>>>>>

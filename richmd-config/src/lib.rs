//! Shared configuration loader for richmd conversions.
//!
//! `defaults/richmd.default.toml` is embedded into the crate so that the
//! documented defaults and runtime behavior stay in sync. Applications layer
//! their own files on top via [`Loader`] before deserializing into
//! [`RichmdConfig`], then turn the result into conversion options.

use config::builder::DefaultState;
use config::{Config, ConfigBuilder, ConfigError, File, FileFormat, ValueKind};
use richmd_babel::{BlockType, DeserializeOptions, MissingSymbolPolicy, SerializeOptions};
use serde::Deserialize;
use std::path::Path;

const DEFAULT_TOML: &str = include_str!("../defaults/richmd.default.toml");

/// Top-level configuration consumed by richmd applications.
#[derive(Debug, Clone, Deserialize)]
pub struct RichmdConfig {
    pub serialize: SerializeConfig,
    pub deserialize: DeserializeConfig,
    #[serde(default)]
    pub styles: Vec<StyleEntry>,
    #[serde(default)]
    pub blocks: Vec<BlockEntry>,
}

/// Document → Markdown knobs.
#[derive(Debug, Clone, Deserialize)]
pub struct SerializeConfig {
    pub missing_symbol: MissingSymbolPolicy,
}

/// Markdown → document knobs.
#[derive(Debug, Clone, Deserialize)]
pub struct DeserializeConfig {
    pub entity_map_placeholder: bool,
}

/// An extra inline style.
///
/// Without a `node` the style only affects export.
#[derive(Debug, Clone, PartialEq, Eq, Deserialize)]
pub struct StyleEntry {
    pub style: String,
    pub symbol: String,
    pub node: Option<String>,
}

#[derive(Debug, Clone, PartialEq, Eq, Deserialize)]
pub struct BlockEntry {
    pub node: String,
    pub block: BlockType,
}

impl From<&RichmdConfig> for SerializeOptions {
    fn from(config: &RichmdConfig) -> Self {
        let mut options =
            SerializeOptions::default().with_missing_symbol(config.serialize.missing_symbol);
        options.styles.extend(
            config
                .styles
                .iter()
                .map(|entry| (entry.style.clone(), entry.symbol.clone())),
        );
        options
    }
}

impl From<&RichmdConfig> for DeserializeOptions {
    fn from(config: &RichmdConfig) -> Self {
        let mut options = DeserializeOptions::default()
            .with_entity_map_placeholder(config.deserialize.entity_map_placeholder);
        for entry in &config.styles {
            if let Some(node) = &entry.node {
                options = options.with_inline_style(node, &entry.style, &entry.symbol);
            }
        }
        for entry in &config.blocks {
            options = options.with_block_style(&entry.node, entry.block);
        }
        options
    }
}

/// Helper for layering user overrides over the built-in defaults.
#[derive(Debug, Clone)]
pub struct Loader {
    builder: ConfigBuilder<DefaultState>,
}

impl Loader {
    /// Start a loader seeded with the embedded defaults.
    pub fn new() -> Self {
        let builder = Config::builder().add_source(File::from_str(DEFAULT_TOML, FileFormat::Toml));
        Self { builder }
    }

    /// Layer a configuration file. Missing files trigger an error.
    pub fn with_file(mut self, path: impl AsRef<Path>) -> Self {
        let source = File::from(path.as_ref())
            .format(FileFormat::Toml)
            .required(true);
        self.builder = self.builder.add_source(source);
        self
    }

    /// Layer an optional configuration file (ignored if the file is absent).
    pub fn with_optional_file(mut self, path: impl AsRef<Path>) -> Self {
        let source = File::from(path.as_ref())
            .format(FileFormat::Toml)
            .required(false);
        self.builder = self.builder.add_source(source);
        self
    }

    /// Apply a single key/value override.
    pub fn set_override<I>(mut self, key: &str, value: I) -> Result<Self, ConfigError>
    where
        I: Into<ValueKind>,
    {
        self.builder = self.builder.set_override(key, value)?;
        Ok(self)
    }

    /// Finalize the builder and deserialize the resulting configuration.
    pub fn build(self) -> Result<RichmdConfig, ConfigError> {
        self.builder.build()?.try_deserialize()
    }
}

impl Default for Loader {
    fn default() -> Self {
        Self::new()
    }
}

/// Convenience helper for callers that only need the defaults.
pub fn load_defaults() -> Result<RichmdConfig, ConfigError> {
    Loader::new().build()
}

<<<<<

#### Try it
Please output all of the entries without changing a single character.

#### Output
filename richmd-config/src/lib.rs
//! Shared configuration loader for richmd conversions.
//!
//! `defaults/richmd.default.toml` is embedded into the crate so that the
//! documented defaults and runtime behavior stay in sync. Applications layer
//! their own files on top via [`Loader`] before deserializing into
//! [`RichmdConfig`], then turn the result into conversion options.

use config::builder::DefaultState;
use config::{Config, ConfigBuilder, ConfigError, File, FileFormat, ValueKind};
use richmd_babel::{BlockType, DeserializeOptions, MissingSymbolPolicy, SerializeOptions};
use serde::Deserialize;
use std::path::Path;

const DEFAULT_TOML: &str = include_str!("../defaults/richmd.default.toml");

/// Top-level configuration consumed by richmd applications.
#[derive(Debug, Clone, Deserialize)]
pub struct RichmdConfig {
    pub serialize: SerializeConfig,
    pub deserialize: DeserializeConfig,
    #[serde(default)]
    pub styles: Vec<StyleEntry>,
    #[serde(default)]
    pub blocks: Vec<BlockEntry>,
}

/// Document → Markdown knobs.
#[derive(Debug, Clone, Deserialize)]
pub struct SerializeConfig {
    pub missing_symbol: MissingSymbolPolicy,
}

/// Markdown → document knobs.
#[derive(Debug, Clone, Deserialize)]
pub struct DeserializeConfig {
    pub entity_map_placeholder: bool,
}

/// An extra inline style.
///
/// Without a `node` the style only affects export.
#[derive(Debug, Clone, PartialEq, Eq, Deserialize)]
pub struct StyleEntry {
    pub style: String,
    pub symbol: String,
    pub node: Option<String>,
}

#[derive(Debug, Clone, PartialEq, Eq, Deserialize)]
pub struct BlockEntry {
    pub node: String,
    pub block: BlockType,
}

impl From<&RichmdConfig> for SerializeOptions {
    fn from(config: &RichmdConfig) -> Self {
        let mut options =
            SerializeOptions::default().with_missing_symbol(config.serialize.missing_symbol);
        options.styles.extend(
            config
                .styles
                .iter()
                .map(|entry| (entry.style.clone(), entry.symbol.clone())),
        );
        options
    }
}

impl From<&RichmdConfig> for DeserializeOptions {
    fn from(config: &RichmdConfig) -> Self {
        let mut options = DeserializeOptions::default()
            .with_entity_map_placeholder(config.deserialize.entity_map_placeholder);
        for entry in &config.styles {
            if let Some(node) = &entry.node {
                options = options.with_inline_style(node, &entry.style, &entry.symbol);
            }
        }
        for entry in &config.blocks {
            options = options.with_block_style(&entry.node, entry.block);
        }
        options
    }
}

/// Helper for layering user overrides over the built-in defaults.
#[derive(Debug, Clone)]
pub struct Loader {
    builder: ConfigBuilder<DefaultState>,
}

impl Loader {
    /// Start a loader seeded with the embedded defaults.
    pub fn new() -> Self {
        let builder = Config::builder().add_source(File::from_str(DEFAULT_TOML, FileFormat::Toml));
        Self { builder }
    }

    /// Layer a configuration file. Missing files trigger an error.
    pub fn with_file(mut self, path: impl AsRef<Path>) -> Self {
        let source = File::from(path.as_ref())
            .format(FileFormat::Toml)
            .required(true);
        self.builder = self.builder.add_source(source);
        self
    }

    /// Layer an optional configuration file (ignored if the file is absent).
    pub fn with_optional_file(mut self, path: impl AsRef<Path>) -> Self {
        let source = File::from(path.as_ref())
            .format(FileFormat::Toml)
            .required(false);
        self.builder = self.builder.add_source(source);
        self
    }

    /// Apply a single key/value override.
    pub fn set_override<I>(mut self, key: &str, value: I) -> Result<Self, ConfigError>
    where
        I: Into<ValueKind>,
    {
        self.builder = self.builder.set_override(key, value)?;
        Ok(self)
    }

    /// Finalize the builder and deserialize the resulting configuration.
    pub fn build(self) -> Result<RichmdConfig, ConfigError> {
        self.builder.build()?.try_deserialize()
    }
}

impl Default for Loader {
    fn default() -> Self {
        Self::new()
    }
}

/// Convenience helper for callers that only need the defaults.
pub fn load_defaults() -> Result<RichmdConfig, ConfigError> {
    Loader::new().build()
}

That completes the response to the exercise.